ABOUT THIS EXERCISE: Each line of the material below that holds the word "Tracks" needs to be copied.

*** Opening INFORMATION SUPPLIED ***

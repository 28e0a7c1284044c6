//! Response DTOs for the cache server API
//!
//! Defines the structure of outgoing HTTP response bodies.

use serde::Serialize;

use crate::cache::CacheStats;

/// Response body for the GET operation (GET /get/:key)
#[derive(Debug, Clone, Serialize)]
pub struct GetResponse {
    /// The requested key
    pub key: String,
    /// The stored value
    pub value: String,
}

impl GetResponse {
    /// Creates a new GetResponse
    pub fn new(key: impl Into<String>, value: impl Into<String>) -> Self {
        Self {
            key: key.into(),
            value: value.into(),
        }
    }
}

/// Response body for the SET operation (PUT /set)
#[derive(Debug, Clone, Serialize)]
pub struct SetResponse {
    /// Success message
    pub message: String,
    /// The key that was set
    pub key: String,
}

impl SetResponse {
    /// Creates a new SetResponse
    pub fn new(key: impl Into<String>) -> Self {
        let key = key.into();
        Self {
            message: format!("Key '{}' set successfully", key),
            key,
        }
    }
}

/// Response body for the DELETE operation (DELETE /del/:key)
#[derive(Debug, Clone, Serialize)]
pub struct DeleteResponse {
    /// Success message
    pub message: String,
    /// The key that was deleted
    pub key: String,
}

impl DeleteResponse {
    /// Creates a new DeleteResponse
    pub fn new(key: impl Into<String>) -> Self {
        let key = key.into();
        Self {
            message: format!("Key '{}' deleted", key),
            key,
        }
    }
}

/// Response body for POST /clear
#[derive(Debug, Clone, Serialize)]
pub struct ClearResponse {
    pub message: String,
}

impl ClearResponse {
    pub fn new() -> Self {
        Self {
            message: "Cache cleared".to_string(),
        }
    }
}

impl Default for ClearResponse {
    fn default() -> Self {
        Self::new()
    }
}

/// Response body for POST /cleanup
#[derive(Debug, Clone, Serialize)]
pub struct CleanupResponse {
    /// Number of expired entries removed by this sweep
    pub removed: usize,
}

/// Response body for the stats endpoint (GET /stats)
#[derive(Debug, Clone, Serialize)]
pub struct StatsResponse {
    /// Number of cache hits
    pub hits: u64,
    /// Number of cache misses
    pub misses: u64,
    /// Number of expired entries removed
    pub expirations: u64,
    /// Structural entry count, expired-but-unswept entries included
    pub size: usize,
    /// Hit rate (hits / (hits + misses))
    pub hit_rate: f64,
}

impl From<CacheStats> for StatsResponse {
    fn from(stats: CacheStats) -> Self {
        Self {
            hit_rate: stats.hit_rate(),
            hits: stats.hits,
            misses: stats.misses,
            expirations: stats.expirations,
            size: stats.size,
        }
    }
}

/// Response body for the health endpoint (GET /health)
#[derive(Debug, Clone, Serialize)]
pub struct HealthResponse {
    /// "healthy" or "unhealthy"
    pub status: String,
    /// Current timestamp in ISO 8601 format
    pub timestamp: String,
}

impl HealthResponse {
    pub fn healthy() -> Self {
        Self::with_status("healthy")
    }

    pub fn unhealthy() -> Self {
        Self::with_status("unhealthy")
    }

    fn with_status(status: &str) -> Self {
        Self {
            status: status.to_string(),
            timestamp: chrono::Utc::now().to_rfc3339(),
        }
    }
}

#[cfg(test)]
mod tests {
    use super::*;

    #[test]
    fn test_get_response_serialize() {
        let resp = GetResponse::new("test_key", "test_value");
        let json = serde_json::to_string(&resp).unwrap();
        assert!(json.contains("test_key"));
        assert!(json.contains("test_value"));
    }

    #[test]
    fn test_set_response_serialize() {
        let resp = SetResponse::new("my_key");
        let json = serde_json::to_string(&resp).unwrap();
        assert!(json.contains("my_key"));
        assert!(json.contains("successfully"));
    }

    #[test]
    fn test_stats_response_from_stats() {
        let stats = CacheStats {
            hits: 80,
            misses: 20,
            expirations: 5,
            size: 100,
        };
        let resp = StatsResponse::from(stats);
        assert!((resp.hit_rate - 0.8).abs() < 0.001);
        assert_eq!(resp.size, 100);
        assert_eq!(resp.expirations, 5);
    }

    #[test]
    fn test_health_response_serialize() {
        let json = serde_json::to_string(&HealthResponse::healthy()).unwrap();
        assert!(json.contains("\"healthy\""));
        assert!(json.contains("timestamp"));

        let json = serde_json::to_string(&HealthResponse::unhealthy()).unwrap();
        assert!(json.contains("\"unhealthy\""));
    }
}
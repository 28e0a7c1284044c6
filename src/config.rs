//! Configuration Module
//!
//! Handles loading and managing configuration from environment variables.

use std::env;
use std::str::FromStr;

/// Cache, resilience and server configuration.
///
/// All values can be configured via environment variables with sensible defaults.
#[derive(Debug, Clone, PartialEq)]
pub struct Config {
    /// Default TTL in seconds for entries without explicit TTL
    pub default_ttl: u64,
    /// Cleanup task interval in seconds, at least 1
    pub cleanup_interval: u64,
    /// HTTP server port
    pub server_port: u16,
    /// Total invocations allowed by the retry policy
    pub retry_attempts: u32,
    /// Delay before the first retry, in milliseconds
    pub retry_initial_delay_ms: u64,
    /// Upper bound for retry delays, in milliseconds
    pub retry_max_delay_ms: u64,
    /// Multiplier applied to the delay after each retry
    pub retry_backoff_factor: f64,
    /// Bound on a single health probe, in milliseconds
    pub probe_timeout_ms: u64,
    /// TTL in seconds for healthy service lookups
    pub registry_ttl: u64,
}

/// Reads `key` and parses it, falling back to `default` when unset or invalid.
fn env_or<T: FromStr>(key: &str, default: T) -> T {
    env::var(key)
        .ok()
        .and_then(|v| v.parse().ok())
        .unwrap_or(default)
}

impl Config {
    /// Creates a new Config by loading values from environment variables.
    ///
    /// # Environment Variables
    /// - `DEFAULT_TTL` - Default TTL in seconds (default: 300)
    /// - `CLEANUP_INTERVAL` - Cleanup frequency in seconds (default: 1, minimum: 1)
    /// - `SERVER_PORT` - HTTP server port (default: 3000)
    /// - `RETRY_ATTEMPTS` - Retry attempts (default: 3)
    /// - `RETRY_INITIAL_DELAY_MS` - First retry delay (default: 100)
    /// - `RETRY_MAX_DELAY_MS` - Retry delay cap (default: 1000)
    /// - `RETRY_BACKOFF_FACTOR` - Delay multiplier (default: 2.0)
    /// - `PROBE_TIMEOUT_MS` - Health probe bound (default: 1000)
    /// - `REGISTRY_TTL` - Healthy lookup TTL in seconds (default: 30)
    pub fn from_env() -> Self {
        let defaults = Self::default();
        Self {
            default_ttl: env_or("DEFAULT_TTL", defaults.default_ttl),
            cleanup_interval: env_or("CLEANUP_INTERVAL", defaults.cleanup_interval).max(1),
            server_port: env_or("SERVER_PORT", defaults.server_port),
            retry_attempts: env_or("RETRY_ATTEMPTS", defaults.retry_attempts),
            retry_initial_delay_ms: env_or(
                "RETRY_INITIAL_DELAY_MS",
                defaults.retry_initial_delay_ms,
            ),
            retry_max_delay_ms: env_or("RETRY_MAX_DELAY_MS", defaults.retry_max_delay_ms),
            retry_backoff_factor: env_or("RETRY_BACKOFF_FACTOR", defaults.retry_backoff_factor),
            probe_timeout_ms: env_or("PROBE_TIMEOUT_MS", defaults.probe_timeout_ms),
            registry_ttl: env_or("REGISTRY_TTL", defaults.registry_ttl),
        }
    }
}

impl Default for Config {
    fn default() -> Self {
        Self {
            default_ttl: 300,
            cleanup_interval: 1,
            server_port: 3000,
            retry_attempts: 3,
            retry_initial_delay_ms: 100,
            retry_max_delay_ms: 1000,
            retry_backoff_factor: 2.0,
            probe_timeout_ms: 1000,
            registry_ttl: 30,
        }
    }
}
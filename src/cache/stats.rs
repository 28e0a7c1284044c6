//! Cache Statistics Module
//!
//! Tracks lookup outcomes and expiry removals for an `ExpiringCache`.

use serde::Serialize;

// == Cache Stats ==
/// Tracks cache performance metrics.
#[derive(Debug, Clone, Default, Serialize)]
pub struct CacheStats {
    /// Number of lookups that returned a live value
    pub hits: u64,
    /// Number of lookups that found nothing or an expired entry
    pub misses: u64,
    /// Number of expired entries removed by `get` or `cleanup`
    pub expirations: u64,
    /// Structural entry count, expired-but-unswept entries included
    pub size: usize,
}

impl CacheStats {
    // == Constructor ==
    /// Creates a new CacheStats with all counters at zero.
    pub fn new() -> Self {
        Self::default()
    }

    // == Hit Rate ==
    /// Returns hits / (hits + misses), or 0.0 if no lookups have been made.
    pub fn hit_rate(&self) -> f64 {
        let total = self.hits + self.misses;
        if total == 0 {
            0.0
        } else {
            self.hits as f64 / total as f64
        }
    }

    pub fn record_hit(&mut self) {
        self.hits += 1;
    }

    pub fn record_miss(&mut self) {
        self.misses += 1;
    }

    /// Adds `count` expired entries to the expiration counter.
    pub fn record_expirations(&mut self, count: usize) {
        self.expirations += count as u64;
    }
}

// == Unit Tests ==
#[cfg(test)]
mod tests {
    use super::*;

    #[test]
    fn test_stats_new() {
        let stats = CacheStats::new();
        assert_eq!(stats.hits, 0);
        assert_eq!(stats.misses, 0);
        assert_eq!(stats.expirations, 0);
        assert_eq!(stats.size, 0);
    }

    #[test]
    fn test_hit_rate_no_requests() {
        let stats = CacheStats::new();
        assert_eq!(stats.hit_rate(), 0.0);
    }

    #[test]
    fn test_hit_rate_mixed() {
        let mut stats = CacheStats::new();
        stats.record_hit();
        stats.record_hit();
        stats.record_hit();
        stats.record_miss();
        assert_eq!(stats.hit_rate(), 0.75);
    }

    #[test]
    fn test_record_expirations() {
        let mut stats = CacheStats::new();
        stats.record_expirations(3);
        stats.record_expirations(0);
        stats.record_expirations(2);
        assert_eq!(stats.expirations, 5);
    }
}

*** Closing INFORMATION SUPPLIED ***

SOLUTION TO THE EXERCISE:
//! Tracks lookup outcomes and expiry removals for an `ExpiringCache`.
/// Tracks cache performance metrics.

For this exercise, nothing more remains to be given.